• _Goal of the exercise_: Would you pull out every line of the material that contains the string "usize"?

*** Block opens ***

use super::card_label;
use comfy_table::presets::ASCII_FULL;
use comfy_table::{Attribute, Cell, CellAlignment, Color, ContentArrangement, Table};
use deckforge_core::catalog::CardCatalog;
use deckforge_core::model::CardId;
use deckforge_core::ranker::RankedDeck;
use deckforge_core::stats::{AffinityKind, CorpusStatistics};
use deckforge_core::FitnessDetails;
use std::cmp::Ordering;

fn new_table() -> Table {
    let mut table = Table::new();
    table
        .load_preset(ASCII_FULL)
        .set_content_arrangement(ContentArrangement::Dynamic);
    table
}

fn align_right(table: &mut Table, columns: std::ops::RangeInclusive<usize>) {
    for i in columns {
        if let Some(col) = table.column_mut(i) {
            col.set_cell_alignment(CellAlignment::Right);
        }
    }
}

fn detail_cells(d: &FitnessDetails) -> Vec<Cell> {
    vec![
        Cell::new(format!("{:.3}", d.total)).fg(Color::Cyan),
        Cell::new(format!("{:.1}", d.frequency)),
        Cell::new(format!("{:.3}", d.leader)),
        Cell::new(format!("{:.3}", d.stratagem)),
        Cell::new(format!("{:.3}", d.synergy)).fg(Color::Green),
        Cell::new(d.card_count),
    ]
}

pub fn scoring(results: &[(String, FitnessDetails)]) {
    let mut table = new_table();

    table.add_row(vec![
        Cell::new("Deck").add_attribute(Attribute::Bold),
        Cell::new("Total").fg(Color::Cyan),
        Cell::new("Freq"),
        Cell::new("Leader"),
        Cell::new("Strat"),
        Cell::new("Synergy").fg(Color::Green),
        Cell::new("Cards"),
    ]);
    align_right(&mut table, 1..=6);

    for (name, d) in results {
        let mut row = vec![Cell::new(name).add_attribute(Attribute::Bold)];
        row.extend(detail_cells(d));
        table.add_row(row);
    }
    println!("\n{}", table);
}

pub fn ranking(ranked: &[RankedDeck]) {
    let mut table = new_table();

    table.add_row(vec![
        Cell::new("#"),
        Cell::new("Deck").add_attribute(Attribute::Bold),
        Cell::new("Total").fg(Color::Cyan),
        Cell::new("Freq"),
        Cell::new("Leader"),
        Cell::new("Strat"),
        Cell::new("Synergy").fg(Color::Green),
        Cell::new("Cards"),
        Cell::new("Rejected").fg(Color::Red),
    ]);
    align_right(&mut table, 2..=7);

    let mut position = 0;
    for r in ranked {
        let mut row = Vec::with_capacity(9);
        match &r.details {
            Some(d) => {
                position += 1;
                row.push(Cell::new(position));
                row.push(Cell::new(&r.name).add_attribute(Attribute::Bold));
                row.extend(detail_cells(d));
                row.push(Cell::new(""));
            }
            None => {
                row.push(Cell::new("-"));
                row.push(Cell::new(&r.name));
                row.extend((0..6).map(|_| Cell::new("")));
                row.push(Cell::new(r.rejection.as_deref().unwrap_or("")).fg(Color::Red));
            }
        }
        table.add_row(row);
    }
    println!("\n{}", table);
}

pub fn occurrences(stats: &CorpusStatistics, catalog: &CardCatalog, top: usize) {
    let mut rows: Vec<(CardId, u64)> = stats.occurrences.iter().collect();
    rows.sort_by(|a, b| b.1.cmp(&a.1).then(a.0.cmp(&b.0)));

    let mut table = new_table();
    table.add_row(vec![
        Cell::new("Card").add_attribute(Attribute::Bold),
        Cell::new("Id"),
        Cell::new("Copies"),
        Cell::new("Popularity").fg(Color::Cyan),
    ]);
    align_right(&mut table, 1..=3);

    for (id, count) in rows.into_iter().take(top) {
        table.add_row(vec![
            Cell::new(card_label(catalog, id)),
            Cell::new(id),
            Cell::new(count),
            Cell::new(format!("{:.3}", stats.normalized.get(id))).fg(Color::Cyan),
        ]);
    }
    println!("\nMost played cards\n{}", table);
}

pub fn synergies(stats: &CorpusStatistics, catalog: &CardCatalog, top: usize) {
    let mut rows: Vec<((CardId, CardId), f64)> = stats.cooccurrence.iter().collect();
    rows.sort_by(|a, b| match b.1.total_cmp(&a.1) {
        Ordering::Equal => a.0.cmp(&b.0),
        other => other,
    });

    let mut table = new_table();
    table.add_row(vec![
        Cell::new("Card A").add_attribute(Attribute::Bold),
        Cell::new("Card B").add_attribute(Attribute::Bold),
        Cell::new("Synergy").fg(Color::Green),
    ]);
    align_right(&mut table, 2..=2);

    for ((a, b), value) in rows.into_iter().take(top) {
        table.add_row(vec![
            Cell::new(card_label(catalog, a)),
            Cell::new(card_label(catalog, b)),
            Cell::new(format!("{:.3}", value)).fg(Color::Green),
        ]);
    }
    println!("\nStrongest pairs\n{}", table);
}

pub fn card(id: CardId, stats: &CorpusStatistics, catalog: &CardCatalog, top: usize) {
    println!(
        "\n{} (#{}): {} copies, popularity {:.3}",
        card_label(catalog, id),
        id,
        stats.occurrences.get(id),
        stats.normalized.get(id)
    );

    let mut partners = new_table();
    partners.add_row(vec![
        Cell::new("Partner").add_attribute(Attribute::Bold),
        Cell::new("Synergy").fg(Color::Green),
    ]);
    align_right(&mut partners, 1..=1);
    for (other, value) in stats.cooccurrence.partners(id).into_iter().take(top) {
        partners.add_row(vec![
            Cell::new(card_label(catalog, other)),
            Cell::new(format!("{:.3}", value)).fg(Color::Green),
        ]);
    }
    println!("\nSynergy partners\n{}", partners);

    for kind in [AffinityKind::Leader, AffinityKind::Stratagem] {
        let Some(dist) = stats.affinity(kind).distribution(id) else {
            continue;
        };
        let mut rows: Vec<(&String, &f64)> = dist.iter().collect();
        rows.sort_by(|a, b| b.1.total_cmp(a.1).then(a.0.cmp(b.0)));

        let mut table = new_table();
        table.add_row(vec![
            Cell::new(kind.to_string()).add_attribute(Attribute::Bold),
            Cell::new("Share").fg(Color::Cyan),
        ]);
        align_right(&mut table, 1..=1);
        for (category, share) in rows.into_iter().take(top) {
            table.add_row(vec![
                Cell::new(category),
                Cell::new(format!("{:.1}%", share * 100.0)).fg(Color::Cyan),
            ]);
        }
        println!("\n{}", table);
    }
}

*** Block closes ***

• _Worked solution_:
fn align_right(table: &mut Table, columns: std::ops::RangeInclusive<usize>) {
pub fn occurrences(stats: &CorpusStatistics, catalog: &CardCatalog, top: usize) {
pub fn synergies(stats: &CorpusStatistics, catalog: &CardCatalog, top: usize) {
pub fn card(id: CardId, stats: &CorpusStatistics, catalog: &CardCatalog, top: usize) {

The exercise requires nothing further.